▽
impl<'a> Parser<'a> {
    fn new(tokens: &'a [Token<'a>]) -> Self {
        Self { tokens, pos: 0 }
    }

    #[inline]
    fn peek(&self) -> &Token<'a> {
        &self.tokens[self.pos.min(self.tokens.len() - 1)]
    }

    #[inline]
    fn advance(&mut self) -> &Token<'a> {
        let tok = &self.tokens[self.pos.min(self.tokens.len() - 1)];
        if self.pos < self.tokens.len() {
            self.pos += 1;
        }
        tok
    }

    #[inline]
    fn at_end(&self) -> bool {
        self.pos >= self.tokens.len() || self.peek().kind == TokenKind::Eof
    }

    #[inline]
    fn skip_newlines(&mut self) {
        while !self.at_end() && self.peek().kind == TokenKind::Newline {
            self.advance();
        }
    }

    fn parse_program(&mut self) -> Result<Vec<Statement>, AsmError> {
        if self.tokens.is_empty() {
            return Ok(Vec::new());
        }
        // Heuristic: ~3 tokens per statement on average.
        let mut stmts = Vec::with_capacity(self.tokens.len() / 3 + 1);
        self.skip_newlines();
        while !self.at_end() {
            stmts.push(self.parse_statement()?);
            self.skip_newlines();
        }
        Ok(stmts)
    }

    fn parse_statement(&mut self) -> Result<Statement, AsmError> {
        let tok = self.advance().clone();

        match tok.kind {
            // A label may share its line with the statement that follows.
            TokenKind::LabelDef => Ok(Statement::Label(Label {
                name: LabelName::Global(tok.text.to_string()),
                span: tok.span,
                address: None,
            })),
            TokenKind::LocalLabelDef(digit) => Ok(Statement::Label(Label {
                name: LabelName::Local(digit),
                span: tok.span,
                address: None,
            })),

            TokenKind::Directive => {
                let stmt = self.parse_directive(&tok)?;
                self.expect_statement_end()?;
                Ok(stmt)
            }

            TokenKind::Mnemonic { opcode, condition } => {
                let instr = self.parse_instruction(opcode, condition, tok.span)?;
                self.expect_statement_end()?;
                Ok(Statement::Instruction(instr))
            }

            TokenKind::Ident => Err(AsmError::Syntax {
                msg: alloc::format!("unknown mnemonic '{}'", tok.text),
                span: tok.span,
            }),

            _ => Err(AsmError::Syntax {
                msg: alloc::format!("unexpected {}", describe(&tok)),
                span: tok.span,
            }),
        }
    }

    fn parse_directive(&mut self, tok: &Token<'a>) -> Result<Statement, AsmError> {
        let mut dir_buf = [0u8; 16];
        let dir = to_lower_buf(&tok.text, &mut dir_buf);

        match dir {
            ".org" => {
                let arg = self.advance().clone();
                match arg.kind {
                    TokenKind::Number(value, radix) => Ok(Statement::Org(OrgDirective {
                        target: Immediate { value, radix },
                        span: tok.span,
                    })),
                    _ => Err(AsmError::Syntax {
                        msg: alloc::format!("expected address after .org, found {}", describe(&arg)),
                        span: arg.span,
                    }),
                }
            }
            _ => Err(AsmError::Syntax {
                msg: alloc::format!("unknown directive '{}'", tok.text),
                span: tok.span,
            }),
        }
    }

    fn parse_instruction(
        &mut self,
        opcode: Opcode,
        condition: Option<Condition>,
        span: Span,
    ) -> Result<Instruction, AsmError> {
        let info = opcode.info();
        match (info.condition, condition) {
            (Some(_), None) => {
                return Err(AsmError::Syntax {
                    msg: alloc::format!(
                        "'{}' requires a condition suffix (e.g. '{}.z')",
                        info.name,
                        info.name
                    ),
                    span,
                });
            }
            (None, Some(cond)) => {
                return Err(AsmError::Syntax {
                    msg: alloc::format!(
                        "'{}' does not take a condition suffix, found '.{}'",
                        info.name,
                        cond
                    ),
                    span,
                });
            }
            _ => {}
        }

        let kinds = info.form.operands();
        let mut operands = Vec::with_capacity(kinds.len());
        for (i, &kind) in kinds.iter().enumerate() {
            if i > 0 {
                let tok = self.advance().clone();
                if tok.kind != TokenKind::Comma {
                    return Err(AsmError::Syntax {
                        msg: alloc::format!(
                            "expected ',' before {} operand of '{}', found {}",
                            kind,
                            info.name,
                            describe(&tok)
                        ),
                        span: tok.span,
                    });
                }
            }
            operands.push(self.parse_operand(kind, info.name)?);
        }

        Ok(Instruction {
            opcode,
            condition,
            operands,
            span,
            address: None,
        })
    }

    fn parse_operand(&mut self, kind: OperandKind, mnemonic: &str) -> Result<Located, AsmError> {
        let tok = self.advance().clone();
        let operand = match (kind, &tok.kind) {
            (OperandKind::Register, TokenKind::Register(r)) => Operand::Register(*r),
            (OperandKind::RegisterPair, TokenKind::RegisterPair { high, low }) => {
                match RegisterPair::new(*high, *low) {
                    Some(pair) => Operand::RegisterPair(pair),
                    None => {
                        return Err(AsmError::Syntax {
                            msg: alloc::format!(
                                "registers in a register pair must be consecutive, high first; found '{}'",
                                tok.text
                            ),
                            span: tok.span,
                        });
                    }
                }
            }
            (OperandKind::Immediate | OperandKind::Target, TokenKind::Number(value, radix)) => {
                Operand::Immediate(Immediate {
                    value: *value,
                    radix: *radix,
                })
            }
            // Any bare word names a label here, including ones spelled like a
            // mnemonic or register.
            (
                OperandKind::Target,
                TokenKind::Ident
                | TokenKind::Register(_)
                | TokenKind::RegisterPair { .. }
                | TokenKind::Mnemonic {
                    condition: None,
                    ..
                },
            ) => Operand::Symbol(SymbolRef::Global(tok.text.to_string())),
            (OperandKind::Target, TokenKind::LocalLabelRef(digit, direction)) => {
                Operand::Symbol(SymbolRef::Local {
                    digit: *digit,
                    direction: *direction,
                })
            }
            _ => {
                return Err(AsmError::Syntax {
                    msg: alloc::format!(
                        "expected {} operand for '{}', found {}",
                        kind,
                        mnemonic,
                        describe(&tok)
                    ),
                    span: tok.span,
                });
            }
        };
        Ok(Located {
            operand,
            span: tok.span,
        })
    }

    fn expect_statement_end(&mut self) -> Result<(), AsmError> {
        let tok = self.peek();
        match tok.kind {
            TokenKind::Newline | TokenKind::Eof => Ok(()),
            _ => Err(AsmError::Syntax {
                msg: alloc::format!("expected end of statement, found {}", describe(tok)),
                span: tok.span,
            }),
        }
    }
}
△
* **TASK OBJECTIVE**: Take the data above and return it exactly.

* **RESPONSE**:
impl<'a> Parser<'a> {
    fn new(tokens: &'a [Token<'a>]) -> Self {
        Self { tokens, pos: 0 }
    }

    #[inline]
    fn peek(&self) -> &Token<'a> {
        &self.tokens[self.pos.min(self.tokens.len() - 1)]
    }

    #[inline]
    fn advance(&mut self) -> &Token<'a> {
        let tok = &self.tokens[self.pos.min(self.tokens.len() - 1)];
        if self.pos < self.tokens.len() {
            self.pos += 1;
        }
        tok
    }

    #[inline]
    fn at_end(&self) -> bool {
        self.pos >= self.tokens.len() || self.peek().kind == TokenKind::Eof
    }

    #[inline]
    fn skip_newlines(&mut self) {
        while !self.at_end() && self.peek().kind == TokenKind::Newline {
            self.advance();
        }
    }

    fn parse_program(&mut self) -> Result<Vec<Statement>, AsmError> {
        if self.tokens.is_empty() {
            return Ok(Vec::new());
        }
        // Heuristic: ~3 tokens per statement on average.
        let mut stmts = Vec::with_capacity(self.tokens.len() / 3 + 1);
        self.skip_newlines();
        while !self.at_end() {
            stmts.push(self.parse_statement()?);
            self.skip_newlines();
        }
        Ok(stmts)
    }

    fn parse_statement(&mut self) -> Result<Statement, AsmError> {
        let tok = self.advance().clone();

        match tok.kind {
            // A label may share its line with the statement that follows.
            TokenKind::LabelDef => Ok(Statement::Label(Label {
                name: LabelName::Global(tok.text.to_string()),
                span: tok.span,
                address: None,
            })),
            TokenKind::LocalLabelDef(digit) => Ok(Statement::Label(Label {
                name: LabelName::Local(digit),
                span: tok.span,
                address: None,
            })),

            TokenKind::Directive => {
                let stmt = self.parse_directive(&tok)?;
                self.expect_statement_end()?;
                Ok(stmt)
            }

            TokenKind::Mnemonic { opcode, condition } => {
                let instr = self.parse_instruction(opcode, condition, tok.span)?;
                self.expect_statement_end()?;
                Ok(Statement::Instruction(instr))
            }

            TokenKind::Ident => Err(AsmError::Syntax {
                msg: alloc::format!("unknown mnemonic '{}'", tok.text),
                span: tok.span,
            }),

            _ => Err(AsmError::Syntax {
                msg: alloc::format!("unexpected {}", describe(&tok)),
                span: tok.span,
            }),
        }
    }

    fn parse_directive(&mut self, tok: &Token<'a>) -> Result<Statement, AsmError> {
        let mut dir_buf = [0u8; 16];
        let dir = to_lower_buf(&tok.text, &mut dir_buf);

        match dir {
            ".org" => {
                let arg = self.advance().clone();
                match arg.kind {
                    TokenKind::Number(value, radix) => Ok(Statement::Org(OrgDirective {
                        target: Immediate { value, radix },
                        span: tok.span,
                    })),
                    _ => Err(AsmError::Syntax {
                        msg: alloc::format!("expected address after .org, found {}", describe(&arg)),
                        span: arg.span,
                    }),
                }
            }
            _ => Err(AsmError::Syntax {
                msg: alloc::format!("unknown directive '{}'", tok.text),
                span: tok.span,
            }),
        }
    }

    fn parse_instruction(
        &mut self,
        opcode: Opcode,
        condition: Option<Condition>,
        span: Span,
    ) -> Result<Instruction, AsmError> {
        let info = opcode.info();
        match (info.condition, condition) {
            (Some(_), None) => {
                return Err(AsmError::Syntax {
                    msg: alloc::format!(
                        "'{}' requires a condition suffix (e.g. '{}.z')",
                        info.name,
                        info.name
                    ),
                    span,
                });
            }
            (None, Some(cond)) => {
                return Err(AsmError::Syntax {
                    msg: alloc::format!(
                        "'{}' does not take a condition suffix, found '.{}'",
                        info.name,
                        cond
                    ),
                    span,
                });
            }
            _ => {}
        }

        let kinds = info.form.operands();
        let mut operands = Vec::with_capacity(kinds.len());
        for (i, &kind) in kinds.iter().enumerate() {
            if i > 0 {
                let tok = self.advance().clone();
                if tok.kind != TokenKind::Comma {
                    return Err(AsmError::Syntax {
                        msg: alloc::format!(
                            "expected ',' before {} operand of '{}', found {}",
                            kind,
                            info.name,
                            describe(&tok)
                        ),
                        span: tok.span,
                    });
                }
            }
            operands.push(self.parse_operand(kind, info.name)?);
        }

        Ok(Instruction {
            opcode,
            condition,
            operands,
            span,
            address: None,
        })
    }

    fn parse_operand(&mut self, kind: OperandKind, mnemonic: &str) -> Result<Located, AsmError> {
        let tok = self.advance().clone();
        let operand = match (kind, &tok.kind) {
            (OperandKind::Register, TokenKind::Register(r)) => Operand::Register(*r),
            (OperandKind::RegisterPair, TokenKind::RegisterPair { high, low }) => {
                match RegisterPair::new(*high, *low) {
                    Some(pair) => Operand::RegisterPair(pair),
                    None => {
                        return Err(AsmError::Syntax {
                            msg: alloc::format!(
                                "registers in a register pair must be consecutive, high first; found '{}'",
                                tok.text
                            ),
                            span: tok.span,
                        });
                    }
                }
            }
            (OperandKind::Immediate | OperandKind::Target, TokenKind::Number(value, radix)) => {
                Operand::Immediate(Immediate {
                    value: *value,
                    radix: *radix,
                })
            }
            // Any bare word names a label here, including ones spelled like a
            // mnemonic or register.
            (
                OperandKind::Target,
                TokenKind::Ident
                | TokenKind::Register(_)
                | TokenKind::RegisterPair { .. }
                | TokenKind::Mnemonic {
                    condition: None,
                    ..
                },
            ) => Operand::Symbol(SymbolRef::Global(tok.text.to_string())),
            (OperandKind::Target, TokenKind::LocalLabelRef(digit, direction)) => {
                Operand::Symbol(SymbolRef::Local {
                    digit: *digit,
                    direction: *direction,
                })
            }
            _ => {
                return Err(AsmError::Syntax {
                    msg: alloc::format!(
                        "expected {} operand for '{}', found {}",
                        kind,
                        mnemonic,
                        describe(&tok)
                    ),
                    span: tok.span,
                });
            }
        };
        Ok(Located {
            operand,
            span: tok.span,
        })
    }

    fn expect_statement_end(&mut self) -> Result<(), AsmError> {
        let tok = self.peek();
        match tok.kind {
            TokenKind::Newline | TokenKind::Eof => Ok(()),
            _ => Err(AsmError::Syntax {
                msg: alloc::format!("expected end of statement, found {}", describe(tok)),
                span: tok.span,
            }),
        }
    }
}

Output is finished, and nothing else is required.